Primeira Guerra Mundial - Invasões do Zeppelin

Primeira Guerra Mundial - Invasões do Zeppelin

Na manhã de 19 de janeiro de 1915, duas aeronaves alemãs do Zeppelin, o L3 e o L4 decolaram de Fuhlsbüttel na Alemanha. Ambas as aeronaves transportaram 30 horas de combustível, 8 bombas e 25 dispositivos incendiários. Eles receberam permissão do imperador Guilherme II para atacar edifícios militares e industriais. O imperador havia proibido um ataque a Londres devido à preocupação com a família real com quem ele estava relacionado.

As duas aeronaves alemãs do Zeppelin cruzaram a costa de Norfolk por volta das 20h30. Depois de cruzar a costa, o L3 virou para o norte e o L4 para o sul. As bombas incendiárias foram lançadas para permitir que os pilotos navegassem para os locais escolhidos Great Yarmouth e Kings Lynn, onde jogaram suas bombas.

Um total de nove pessoas foram mortas e alguns edifícios foram danificados. Mas o efeito do ataque a uma população acostumada a batalhas travadas por soldados no campo de batalha foi imenso.

O moral caiu e as pessoas temeram novos ataques e acreditavam que uma invasão alemã se seguiria.

Outras incursões foram realizadas nas cidades costeiras e em Londres durante 1915 e 1916. As aeronaves silenciosas chegaram sem aviso prévio e sem propósitos construídos abrigos para pessoas escondidas em porões ou debaixo de mesas.
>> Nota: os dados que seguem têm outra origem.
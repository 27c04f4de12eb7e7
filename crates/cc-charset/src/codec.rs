//! Transliteration between the base alphabet and the glyph alphabet.

use cc_condenser::BinaryCondenser;
use cc_core::{CharsetKind, CharsetMode, ClownError, CommonReplacer, Result};

use crate::bits;
use crate::table::{CharsetDefinition, CharsetTable};

/// Bidirectional charset codec.
///
/// Literal charsets map input characters straight to glyphs. Binary charsets
/// turn the input's UTF-8 bytes into zero-padded 8-bit groups first, condense
/// them in Efficient mode, and transliterate the resulting digit/punctuation
/// string through the same glyph table.
#[derive(Debug, Clone)]
pub struct CharsetCodec {
    table: CharsetTable,
    condenser: BinaryCondenser,
}

impl CharsetCodec {
    pub fn new(definition: &CharsetDefinition, replacers: Vec<CommonReplacer>) -> Result<Self> {
        let table = CharsetTable::new(definition, &replacers)?;
        Ok(Self { table, condenser: BinaryCondenser::new(replacers) })
    }

    pub fn with_default_replacers(definition: &CharsetDefinition) -> Result<Self> {
        Self::new(definition, cc_core::default_replacers())
    }

    pub fn kind(&self) -> CharsetKind {
        self.table.kind()
    }

    pub fn mode(&self) -> CharsetMode {
        self.table.mode()
    }

    pub fn table(&self) -> &CharsetTable {
        &self.table
    }

    pub fn replacers(&self) -> &[CommonReplacer] {
        self.condenser.replacers()
    }

    /// Encode text into the glyph alphabet.
    pub fn encode(&self, text: &str) -> Result<String> {
        match self.table.kind() {
            CharsetKind::Literal => self.encode_literal(text),
            CharsetKind::Binary => self.encode_binary(text),
        }
    }

    /// Decode a glyph string back into text.
    pub fn decode(&self, glyphs: &str) -> Result<String> {
        match self.table.kind() {
            CharsetKind::Literal => self.decode_literal(glyphs),
            CharsetKind::Binary => self.decode_binary(glyphs),
        }
    }

    /// Whether the whole input transliterates through the inverse table.
    pub fn valid_glyphs(&self, text: &str) -> bool {
        self.decode_literal(text).is_ok()
    }

    fn encode_literal(&self, text: &str) -> Result<String> {
        let mut out = String::with_capacity(text.len());
        for (index, ch) in text.chars().enumerate() {
            match self.table.glyph_for(ch) {
                Some(glyph) => out.push_str(glyph),
                None => match self.table.unknown_glyph() {
                    Some(glyph) => {
                        tracing::warn!(
                            character = %ch,
                            index,
                            "no glyph for character, substituting unknown marker"
                        );
                        out.push_str(glyph);
                    }
                    None => return Err(ClownError::UnmappedCharacter { ch, index }),
                },
            }
        }
        Ok(out)
    }

    fn decode_literal(&self, glyphs: &str) -> Result<String> {
        let chars: Vec<char> = glyphs.chars().collect();
        let mut out = String::with_capacity(chars.len());
        let mut i = 0;

        // longest match first: glyph clusters span several code points
        while i < chars.len() {
            let mut matched = false;
            for &len in self.table.glyph_lens() {
                if i + len > chars.len() {
                    continue;
                }
                let candidate: String = chars[i..i + len].iter().collect();
                if let Some(source) = self.table.source_for(&candidate) {
                    out.push(source);
                    i += len;
                    matched = true;
                    break;
                }
            }
            if !matched {
                return Err(ClownError::UnmappedGlyph { glyph: chars[i].to_string(), index: i });
            }
        }

        Ok(out)
    }

    fn encode_binary(&self, text: &str) -> Result<String> {
        let raw = bits::to_bits(text);
        let digits = match self.table.mode() {
            CharsetMode::Efficient => self.condenser.encode(&raw),
            CharsetMode::Normal => raw,
        };
        self.encode_literal(&digits)
    }

    fn decode_binary(&self, glyphs: &str) -> Result<String> {
        let digits = self.decode_literal(glyphs)?;
        let raw = match self.table.mode() {
            CharsetMode::Efficient => self.condenser.decode(&digits),
            CharsetMode::Normal => digits,
        };
        bits::from_bits(&raw)
    }
}
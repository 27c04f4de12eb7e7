//! Charset tables, codecs, built-in charsets, and the charset registry.

mod bits;
pub mod codec;
pub mod defaults;
pub mod registry;
pub mod table;

pub use codec::CharsetCodec;
pub use defaults::{default_binary, default_efficient_binary, default_literal, NamedCharset};
pub use registry::CharsetRegistry;
pub use table::{
    is_single_glyph, BinaryGlyphs, CharsetDefinition, CharsetTable, EfficientBinaryGlyphs,
    LiteralGlyphs,
};
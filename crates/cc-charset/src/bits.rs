//! Text ↔ binary-digit string conversion, one 8-bit group per UTF-8 byte.

use cc_core::{ClownError, Result};
use std::fmt::Write as _;

pub(crate) fn to_bits(text: &str) -> String {
    let mut out = String::with_capacity(text.len() * 8);
    for byte in text.bytes() {
        let _ = write!(out, "{byte:08b}");
    }
    out
}

pub(crate) fn from_bits(bits: &str) -> Result<String> {
    let count = bits.chars().count();
    if count % 8 != 0 {
        return Err(ClownError::MalformedBinaryLength { len: count });
    }

    let mut bytes = Vec::with_capacity(count / 8);
    let mut byte = 0u8;
    let mut filled = 0;
    for ch in bits.chars() {
        let bit = match ch {
            '0' => 0,
            '1' => 1,
            other => return Err(ClownError::InvalidBitDigit { ch: other }),
        };
        byte = (byte << 1) | bit;
        filled += 1;
        if filled == 8 {
            bytes.push(byte);
            byte = 0;
            filled = 0;
        }
    }

    Ok(String::from_utf8(bytes)?)
}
Houve um total de 52 ataques contra o Zeppelin na Grã-Bretanha, matando mais de 500 pessoas.

Embora armas de artilharia fossem usadas contra as aeronaves, elas tiveram pouco efeito. Em maio de 1916, aviões de combate armados com balas incendiárias foram usados ​​para atacar os zepelins. As balas incendiárias perfuraram os zepelins e inflamaram o gás hidrogênio com o qual estavam cheios. Uma vez pousadas, as aeronaves caíram no chão. Foi o começo do fim dos ataques.